Preamplifier circuit 100, 170 can be used advantageously in a wired sensor network when the preamplifier circuit 100, 170 is connected to a sensor that requires an input signal while also transmitting an output signal at the same time. Sensors receiving an external clock signal, for example, from a main computer or central network, would benefit from the simultaneous, bidirectional communication provided by preamplifier circuit 100, 170 because the sensors can be synchronized with other components in the system or network while still outputting their measured or detected data. Thus, any sensor that relies on an external clock signal, as opposed to an internal clock signal, would benefit from the simultaneous bidirectional communication of preamplifier circuit 100, 170. In various implementations of the present disclosure, sensors connected to preamplifier circuit 100 are detecting or measuring properties of the external environment and are outputting a data signal reflective thereof. The detected or measured properties may vary, fluctuate, stop and start, and/or be irregular, erratic or intermittent.
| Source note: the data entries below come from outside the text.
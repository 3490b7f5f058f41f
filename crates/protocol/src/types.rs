use std::ops::{Add, Mul, Neg, Sub};

use serde::{Deserialize, Serialize};

/// Clamp `value` into `[lo, hi]`.
///
/// Unlike `f64::clamp` this never panics: NaN maps to `lo`, and if the
/// bounds are inverted `lo` wins.
pub fn clamp_f64(value: f64, lo: f64, hi: f64) -> f64 {
    if value.is_nan() || value < lo {
        lo
    } else if value > hi {
        hi.max(lo)
    } else {
        value
    }
}

#[derive(Debug, Clone, Copy, PartialEq, Default, Serialize, Deserialize)]
pub struct Vec2 {
    pub x: f64,
    pub y: f64,
}

impl Vec2 {
    pub const ZERO: Vec2 = Vec2 { x: 0.0, y: 0.0 };
    pub const UNIT: Vec2 = Vec2 { x: 1.0, y: 1.0 };

    pub const fn new(x: f64, y: f64) -> Self {
        Self { x, y }
    }

    pub fn with_x(self, x: f64) -> Self {
        Self { x, ..self }
    }

    pub fn with_y(self, y: f64) -> Self {
        Self { y, ..self }
    }

    pub fn times(self, scalar: f64) -> Self {
        Self::new(self.x * scalar, self.y * scalar)
    }

    pub fn times_pointwise(self, other: Vec2) -> Self {
        Self::new(self.x * other.x, self.y * other.y)
    }

    pub fn divided_by_pointwise(self, other: Vec2) -> Self {
        Self::new(self.x / other.x, self.y / other.y)
    }

    pub fn dot(self, other: Vec2) -> f64 {
        self.x * other.x + self.y * other.y
    }

    pub fn length(self) -> f64 {
        self.dot(self).sqrt()
    }

    pub fn min(a: Vec2, b: Vec2) -> Vec2 {
        Vec2::new(a.x.min(b.x), a.y.min(b.y))
    }

    pub fn max(a: Vec2, b: Vec2) -> Vec2 {
        Vec2::new(a.x.max(b.x), a.y.max(b.y))
    }

    /// Componentwise clamp of `v` into the box spanned by `lo` and `hi`.
    pub fn clamp(v: Vec2, lo: Vec2, hi: Vec2) -> Vec2 {
        Vec2::new(clamp_f64(v.x, lo.x, hi.x), clamp_f64(v.y, lo.y, hi.y))
    }

    pub fn is_finite(self) -> bool {
        self.x.is_finite() && self.y.is_finite()
    }
}

impl Add for Vec2 {
    type Output = Vec2;

    fn add(self, rhs: Vec2) -> Vec2 {
        Vec2::new(self.x + rhs.x, self.y + rhs.y)
    }
}

impl Sub for Vec2 {
    type Output = Vec2;

    fn sub(self, rhs: Vec2) -> Vec2 {
        Vec2::new(self.x - rhs.x, self.y - rhs.y)
    }
}

impl Mul<f64> for Vec2 {
    type Output = Vec2;

    fn mul(self, rhs: f64) -> Vec2 {
        self.times(rhs)
    }
}

impl Neg for Vec2 {
    type Output = Vec2;

    fn neg(self) -> Vec2 {
        Vec2::new(-self.x, -self.y)
    }
}

/// An axis-aligned rectangle. The coordinate space it lives in (config,
/// logical or physical) is a property of the caller, never of the value.
#[derive(Debug, Clone, Copy, PartialEq, Default, Serialize, Deserialize)]
pub struct Rect {
    pub origin: Vec2,
    pub size: Vec2,
}

impl Rect {
    pub const EMPTY: Rect = Rect {
        origin: Vec2::ZERO,
        size: Vec2::ZERO,
    };

    pub const fn new(origin: Vec2, size: Vec2) -> Self {
        Self { origin, size }
    }

    pub const fn from_xywh(x: f64, y: f64, w: f64, h: f64) -> Self {
        Self {
            origin: Vec2::new(x, y),
            size: Vec2::new(w, h),
        }
    }

    pub fn width(&self) -> f64 {
        self.size.x
    }

    pub fn height(&self) -> f64 {
        self.size.y
    }

    pub fn left(&self) -> f64 {
        self.origin.x
    }

    pub fn right(&self) -> f64 {
        self.origin.x + self.size.x
    }

    pub fn top(&self) -> f64 {
        self.origin.y
    }

    pub fn bottom(&self) -> f64 {
        self.origin.y + self.size.y
    }

    pub fn top_left(&self) -> Vec2 {
        self.origin
    }

    pub fn bottom_right(&self) -> Vec2 {
        self.origin + self.size
    }

    pub fn center(&self) -> Vec2 {
        self.origin + self.size.times(0.5)
    }

    pub fn is_empty(&self) -> bool {
        self.size.x <= 0.0 || self.size.y <= 0.0
    }

    pub fn with_origin(self, origin: Vec2) -> Self {
        Self { origin, ..self }
    }

    pub fn with_size(self, size: Vec2) -> Self {
        Self { size, ..self }
    }

    pub fn contains(&self, point: Vec2) -> bool {
        point.x >= self.left()
            && point.x < self.right()
            && point.y >= self.top()
            && point.y < self.bottom()
    }

    pub fn has_intersection_with(&self, other: &Rect) -> bool {
        self.left() < other.right()
            && other.left() < self.right()
            && self.top() < other.bottom()
            && other.top() < self.bottom()
    }

    /// Intersection of both rects; an empty rect when they do not overlap.
    pub fn intersect_with(&self, other: &Rect) -> Rect {
        let top_left = Vec2::max(self.top_left(), other.top_left());
        let bottom_right = Vec2::min(self.bottom_right(), other.bottom_right());
        let size = Vec2::max(Vec2::ZERO, bottom_right - top_left);
        Rect::new(top_left, size)
    }
}

/// A scale + translate transform (no rotation or shear).
///
/// `transform_position(p) = p * scale + translation`, componentwise.
#[derive(Debug, Clone, Copy, PartialEq, Serialize, Deserialize)]
pub struct AffineTransform {
    pub scale: Vec2,
    pub translation: Vec2,
}

impl Default for AffineTransform {
    fn default() -> Self {
        Self::IDENTITY
    }
}

impl AffineTransform {
    pub const IDENTITY: AffineTransform = AffineTransform {
        scale: Vec2::UNIT,
        translation: Vec2::ZERO,
    };

    pub const fn new(scale: Vec2, translation: Vec2) -> Self {
        Self { scale, translation }
    }

    pub const fn from_scale(scale: Vec2) -> Self {
        Self {
            scale,
            translation: Vec2::ZERO,
        }
    }

    pub const fn from_translation(translation: Vec2) -> Self {
        Self {
            scale: Vec2::UNIT,
            translation,
        }
    }

    /// The transform mapping `from` onto `to`.
    pub fn between_rects(from: &Rect, to: &Rect) -> Self {
        let scale = to.size.divided_by_pointwise(from.size);
        let translation = to.origin - from.origin.times_pointwise(scale);
        Self { scale, translation }
    }

    /// `self.times(other)` applies `other` first, then `self`.
    pub fn times(&self, other: &AffineTransform) -> Self {
        Self {
            scale: self.scale.times_pointwise(other.scale),
            translation: other.translation.times_pointwise(self.scale) + self.translation,
        }
    }

    pub fn inverted(&self) -> Option<Self> {
        if self.scale.x == 0.0 || self.scale.y == 0.0 {
            return None;
        }
        let scale = Vec2::new(1.0 / self.scale.x, 1.0 / self.scale.y);
        Some(Self {
            scale,
            translation: (-self.translation).times_pointwise(scale),
        })
    }

    /// Mirror the y axis inside a band of height `height` starting at 0.
    pub fn flip_y_within(height: f64) -> Self {
        Self {
            scale: Vec2::new(1.0, -1.0),
            translation: Vec2::new(0.0, height),
        }
    }

    pub fn transform_vector(&self, v: Vec2) -> Vec2 {
        v.times_pointwise(self.scale)
    }

    pub fn transform_position(&self, p: Vec2) -> Vec2 {
        p.times_pointwise(self.scale) + self.translation
    }

    /// Transform a rect, normalizing the result so its size is never
    /// negative when the transform mirrors an axis.
    pub fn transform_rect(&self, r: &Rect) -> Rect {
        let mut size = self.transform_vector(r.size);
        let mut origin = self.transform_position(r.origin);
        if size.x < 0.0 {
            origin.x += size.x;
            size.x = -size.x;
        }
        if size.y < 0.0 {
            origin.y += size.y;
            size.y = -size.y;
        }
        Rect::new(origin, size)
    }

    pub fn inverse_transform_position(&self, p: Vec2) -> Option<Vec2> {
        self.inverted().map(|inv| inv.transform_position(p))
    }

    pub fn inverse_transform_rect(&self, r: &Rect) -> Option<Rect> {
        self.inverted().map(|inv| inv.transform_rect(r))
    }
}

impl Mul for AffineTransform {
    type Output = AffineTransform;

    fn mul(self, rhs: AffineTransform) -> AffineTransform {
        self.times(&rhs)
    }
}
FIG. 2 illustrates a system having bidirectional communication with power including a preamplifier circuit and a hub front-end. Referring to FIG. 2, system 200 includes a hub front-end 202 of a hub to which a preamplifier circuit can be wired. Multiple sensors (and corresponding preamplifier circuits) can be connected through corresponding hub front-ends of the hub which provides power and a clock signal to all the connected sensors (see e.g., FIG. 5). As shown in FIG. 2, preamplifier circuit 170 for sensor 270 is shown connected to the hub front-end 202 by a standard shielded two-wire cable 204.

Here, sensor 270 is coupled to sensor preamplifier 160. Sensor preamplifier 160 receives an analog data output signal from sensor 270 and converts the analog data signal to a digital signal.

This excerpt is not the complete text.